While Clara hated war she remained convinced that the Civil War was necessary. When asked if it would not have been better if the war had never been fought, Clara bluntly answered, "Could the great issue of slavery ever have been settled in any other way? If the mere buying of slaves would have solved the problem, the young men in the field [Union soldiers] would have dug potatoes till they could have bought every slave."
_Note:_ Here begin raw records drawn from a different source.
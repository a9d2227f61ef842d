//! Message domain types.
//!
//! These are the value objects that flow between the orchestrator and the
//! language model: system prompt, remembered turns, the current user message,
//! and the assistant's reply (possibly carrying tool calls).

use chrono::{DateTime, Utc};
use serde::{Deserialize, Serialize};
use uuid::Uuid;

/// The role of a message sender in a conversation.
#[derive(Debug, Clone, Copy, PartialEq, Eq, Serialize, Deserialize)]
#[serde(rename_all = "lowercase")]
pub enum Role {
    /// The end user
    User,
    /// The AI assistant
    Assistant,
    /// System instructions (persona, profile, retrieved context)
    System,
    /// Tool execution result
    Tool,
}

/// A single message in a conversation.
#[derive(Debug, Clone, Serialize, Deserialize)]
pub struct Message {
    /// Unique message ID
    pub id: String,

    /// Who sent this message
    pub role: Role,

    /// The text content
    pub content: String,

    /// Tool calls requested by the assistant (if any)
    #[serde(default, skip_serializing_if = "Vec::is_empty")]
    pub tool_calls: Vec<MessageToolCall>,

    /// If this is a tool result, which tool call it responds to
    #[serde(default, skip_serializing_if = "Option::is_none")]
    pub tool_call_id: Option<String>,

    /// Timestamp
    pub timestamp: DateTime<Utc>,
}

impl Message {
    fn with_role(role: Role, content: impl Into<String>) -> Self {
        Self {
            id: Uuid::new_v4().to_string(),
            role,
            content: content.into(),
            tool_calls: Vec::new(),
            tool_call_id: None,
            timestamp: Utc::now(),
        }
    }

    /// Create a new user message.
    pub fn user(content: impl Into<String>) -> Self {
        Self::with_role(Role::User, content)
    }

    /// Create a new assistant message.
    pub fn assistant(content: impl Into<String>) -> Self {
        Self::with_role(Role::Assistant, content)
    }

    /// Create a new system message.
    pub fn system(content: impl Into<String>) -> Self {
        Self::with_role(Role::System, content)
    }

    /// Create a tool result message.
    pub fn tool_result(tool_call_id: impl Into<String>, content: impl Into<String>) -> Self {
        let mut msg = Self::with_role(Role::Tool, content);
        msg.tool_call_id = Some(tool_call_id.into());
        msg
    }
}

/// A tool call embedded in an assistant message.
#[derive(Debug, Clone, Serialize, Deserialize)]
pub struct MessageToolCall {
    /// Unique ID for this tool call
    pub id: String,

    /// Name of the tool to invoke
    pub name: String,

    /// Arguments as JSON string
    pub arguments: String,
}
In many of her lectures, Clara mentioned the profits that had been part of every war, including the Civil War. Clara herself never hoped for any profit for her part in the Civil War. She once confided in a friend that she had saved a little money in times of peace, and she intended to devote that money and herself to the service of her country and humanity. If war must be, she neither expected nor desired to come out of it with a dollar. If she survived, she could no doubt earn a living. And if she died, it was no matter.

Seeking rest in Europe in 1869, Clara was soon found distributing relief supplies to the victims of the Franco-Prussian War. While abroad, she associated herself with the International Red Cross, which she introduced to the United States on her return in 1881. She remained president of the American Red Cross until 1904.

CLARA BARTON AND GOD

During her efforts to involve the United States with the Red Cross, Clara was often accused of being anti-Christ and not being a practicing Christian. It was widely known that regular church attendance was not one of her strong points. Clara answered her critics by saying, "I suppose I am not what the world denominates a church woman. I lay no claims to it. I firmly believe in the divinity of Jesus Christ, the Jesus of Nazareth, in his life and death, of suffering to save the world from sin, so far as in His power to do."
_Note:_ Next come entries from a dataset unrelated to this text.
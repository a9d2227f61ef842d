//! `runcoach doctor`: Diagnose configuration and knowledge base health.

use std::path::Path;

use runcoach_config::AppConfig;

pub async fn run(config_path: Option<&Path>) -> Result<(), Box<dyn std::error::Error>> {
    println!("🩺 RunCoach Doctor — System Diagnostics");
    println!("========================================\n");

    let mut issues = 0;

    let path = config_path
        .map(Path::to_path_buf)
        .unwrap_or_else(|| AppConfig::config_dir().join("config.toml"));

    if path.exists() {
        println!("  ✅ Config file found at {}", path.display());
    } else {
        println!("  ⚠️  No config file at {} — using defaults", path.display());
    }

    let config = match super::load_config(config_path) {
        Ok(config) => {
            println!("  ✅ Config valid");
            config
        }
        Err(e) => {
            println!("  ❌ {e}");
            println!("\n  ⚠️  1 issue found. Fix the config file and run doctor again.");
            return Ok(());
        }
    };

    if config.has_api_key() {
        println!("  ✅ API key configured");
    } else if config.default_provider == "ollama" {
        println!("  ✅ Local provider, no API key needed");
    } else {
        println!("  ⚠️  No API key configured — set OPENROUTER_API_KEY or add api_key to config.toml");
        issues += 1;
    }

    let docs = &config.knowledge.documents_dir;
    match std::fs::read_dir(docs) {
        Ok(entries) => {
            let count = entries
                .filter_map(Result::ok)
                .filter(|e| runcoach_knowledge::loader::is_loadable(&e.path()))
                .count();
            if count > 0 {
                println!("  ✅ {count} document(s) in {}", docs.display());
            } else {
                println!("  ⚠️  No PDF or text documents in {}", docs.display());
                issues += 1;
            }
        }
        Err(_) => {
            println!("  ❌ Documents directory {} is missing", docs.display());
            issues += 1;
        }
    }

    let index = &config.knowledge.index_dir;
    if runcoach_knowledge::store::is_populated(index) {
        println!("  ✅ Knowledge index present at {}", index.display());
    } else {
        println!("  ⚠️  No knowledge index yet — run `runcoach ingest`");
        issues += 1;
    }

    // Summary
    println!();
    if issues == 0 {
        println!("  🎉 All checks passed!");
    } else {
        println!("  ⚠️  {issues} issue(s) found. See above for details.");
    }

    Ok(())
}
//! Argument extraction shared by the tools.
//!
//! Models sometimes send numbers as strings ("70" instead of 70), so numeric
//! readers accept both. Only finite values are accepted.

use runcoach_core::error::ToolError;
use serde_json::Value;

pub(crate) fn required_str<'a>(args: &'a Value, name: &str) -> Result<&'a str, ToolError> {
    args[name]
        .as_str()
        .map(str::trim)
        .filter(|s| !s.is_empty())
        .ok_or_else(|| ToolError::InvalidArguments(format!("Missing '{name}' argument")))
}

pub(crate) fn optional_str<'a>(args: &'a Value, name: &str) -> Option<&'a str> {
    args[name].as_str().map(str::trim).filter(|s| !s.is_empty())
}

pub(crate) fn optional_f64(args: &Value, name: &str) -> Result<Option<f64>, ToolError> {
    match &args[name] {
        Value::Null => Ok(None),
        Value::Number(n) => Ok(n.as_f64()),
        Value::String(s) if s.trim().is_empty() => Ok(None),
        Value::String(s) => s
            .trim()
            .parse::<f64>()
            .ok()
            .filter(|v| v.is_finite())
            .map(Some)
            .ok_or_else(|| ToolError::InvalidArguments(format!("'{name}' must be a number, got {s:?}"))),
        other => Err(ToolError::InvalidArguments(format!(
            "'{name}' must be a number, got {other}"
        ))),
    }
}

pub(crate) fn required_f64(args: &Value, name: &str) -> Result<f64, ToolError> {
    optional_f64(args, name)?
        .ok_or_else(|| ToolError::InvalidArguments(format!("Missing '{name}' argument")))
}

#[cfg(test)]
mod tests {
    use super::*;
    use serde_json::json;

    #[test]
    fn numbers_and_numeric_strings() {
        let args = json!({"a": 5, "b": "6.5", "c": "fast", "d": true});
        assert_eq!(required_f64(&args, "a").unwrap(), 5.0);
        assert_eq!(required_f64(&args, "b").unwrap(), 6.5);
        assert!(required_f64(&args, "c").is_err());
        assert!(required_f64(&args, "d").is_err());
        assert!(required_f64(&args, "missing").is_err());
        assert_eq!(optional_f64(&args, "missing").unwrap(), None);
    }

    #[test]
    fn non_finite_strings_are_rejected() {
        let args = json!({"a": "NaN", "b": "inf", "c": "-Infinity", "d": " 42 "});
        assert!(required_f64(&args, "a").is_err());
        assert!(optional_f64(&args, "b").is_err());
        assert!(required_f64(&args, "c").is_err());
        assert_eq!(required_f64(&args, "d").unwrap(), 42.0);
    }

    #[test]
    fn blank_strings_count_as_missing() {
        let args = json!({"location": "  "});
        assert!(required_str(&args, "location").is_err());
        assert!(optional_str(&args, "location").is_none());
    }
}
Further proof of Clara's reliance on God can be found in a favorite Bible passage she often quoted: "In as much as ye have done it unto one of the least of these my brethren ye have done it unto me" (Matt. 25:40). In reference to this verse Clara said, "I never in my life performed a day's work in the field that was not grounded on that one little sentence, and that it did not come to me hourly till kindly sleep brought relief to both body and soul."

She often declared that her Lord's approbation and good will were her final reward. "If acceptable to Him who gave us the courage, protection, and strength to perform it, we need care little more." Clara never failed to give credit and the glory for her many accomplishments to God. It was usual for her, at the end of any relief project, to hold a service giving thanks to and praising God.

Even though Clara's health declined badly when she was in her seventies, she still managed, often by sheer will-power, to offer aid during wars and natural disasters. At age seventy-five she traveled to Cuba to serve the soldiers of the SpanishAmerican War. But in 1912, Clara realized that she was nearing the end of her useful life. Even then her thoughts remained on the people of the world, particularly those who needed help.

The end came for Clara in Glen Echo, Maryland, on Good Friday, April, 1912. She was ninety-one. Her health was failing rapidly, but she remained alert. Her last words were, "Let me go, let me go." This woman, who had known nine presidents, scores of generals, numerous heads of state, and who was always a friend of the homeless and the needy, was buried beside her father and mother in North Oxford, Massachusetts. Tributes by the hundreds poured in following her death. One testimony eloquently sums up the life of this timid woman who contributed so much to humanity: "The whole world today, to its remotest corner, is paying reverence to Clara Barton .... When men went forth with banners to kill, Clara Barton followed to undo their work under the cross."